# Am I doing things right?



## sabian (Nov 17, 2015)

Hi guys,
I have just joined as I have been reading threads on here for a while now and would really like some advice 
I just got my first 2 budgies ever about a month ago, I would put them from what i've read at about a year old, however where I got them told me they were already relatively hand tame.
I have named them Bob and Kevin  And Bob is the little rascal where as Kevin is the shy one.
They have always come onto my hand no problem, they now step up, Kevin loves a little scratch where as Bob nips at me if I do it to him -.-
They have both come out their cage before, Bob a few time and Kevin only once, as I sit in my room with their cage door open and let them come out in their own time.
Bob sings like a dream and it puts a huge smile on my face, whereas Kevin can be a bit quiet however when he starts he goes for it :') 
I would like to think because they do all of this they are starting to see me as a friend instead of a threat, however, unless I get them to step up on my finger or have millet, they won't just come up to me, and when they're out of their cage they seem pretty scared (understandably), but even a little bit of me? however I would want them to see me as a safe place also 

After this long message what I really am getting at is do you think things are going okay? And what would be your next approach?

Thank you for reading this long message  xx


----------



## Therm (Aug 2, 2015)

It's natural for them to be wary of you still after a short time. A month seems like ages but really, it's not such a long time. 
Because you have two birds, they are likely to bond with one another more than they will with you. The progress you have made with them is really great and you should be pleased. Not all budgies will become super tame and friendly and as you've already discovered, their different personalities means they will do different things. 

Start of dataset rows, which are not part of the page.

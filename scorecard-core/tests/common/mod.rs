//! Shared helpers for integration tests.

#![allow(dead_code)]

use once_cell::sync::OnceCell;
use proptest::prelude::ProptestConfig;
use scorecard_core::{FixedClock, GameStateManager, KeyValueStore, ManagerConfig};
use time::macros::datetime;
use tracing_subscriber::{fmt, EnvFilter};

static LOGGING: OnceCell<()> = OnceCell::new();

/// Install a quiet test subscriber once. `TEST_LOG`, then `RUST_LOG`, then
/// `warn`.
pub fn init_logging() {
    LOGGING.get_or_init(|| {
        let filter = std::env::var("TEST_LOG")
            .or_else(|_| std::env::var("RUST_LOG"))
            .map(EnvFilter::new)
            .unwrap_or_else(|_| EnvFilter::new("warn"));

        fmt()
            .with_env_filter(filter)
            .with_test_writer()
            .without_time()
            .try_init()
            .ok();
    });
}

/// Manager over `store` with a pinned clock.
pub fn manager<S: KeyValueStore>(store: S) -> GameStateManager<S, FixedClock> {
    init_logging();
    GameStateManager::load_with(
        store,
        FixedClock(datetime!(2026-10-18 19:05 UTC)),
        ManagerConfig::default(),
    )
    .expect("load manager")
}

/// Proptest config, case count overridable with `PROPTEST_CASES`.
pub fn proptest_config() -> ProptestConfig {
    let cases = std::env::var("PROPTEST_CASES")
        .ok()
        .and_then(|s| s.parse().ok())
        .unwrap_or(64);

    ProptestConfig {
        cases,
        failure_persistence: None,
        ..ProptestConfig::default()
    }
}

If you want to have a tame budgie, you would be best to try and spend some one on one time with Bob. Kevin might relax a little more if he watches you interact. 
But you should not worry, you're doing great.


----------



## Jonah (Feb 3, 2013)

Hi Sabian, welcome to talk budgies. Everything you describe sound's very normal. Being somewhat tame will certainly help you but working with two who have each other makes thing's tougher usually too. We have a lot of good taming/training info here that can help you make progress. Sound's like Kevin isn't too afraid if he let's you give him scratches, none of my four budgies has any interest in that kind of contact...


----------



## Riovedo (Oct 22, 2015)

I've never owned more than one budgie at any given time but I think Therm's advice is good advice. I know if I didn't spend one on one time with my budgie she wouldn't be the character she is today. I do know it takes time and patience! Good luck!!!


----------



## sabian (Nov 17, 2015)

Thank you guys for replying so quickly!
And definitely agree with one on one time with Bob, that shouldn't be hard as he normally comes out of the cage on his own anyway, I think Kevin see's him as a security blanket.
And I know they are bonded together already as I was originally only going to get one budgie to tame first but when I picked out Bob she said Kevin came in with them and they were already together and I didn't want to separate them.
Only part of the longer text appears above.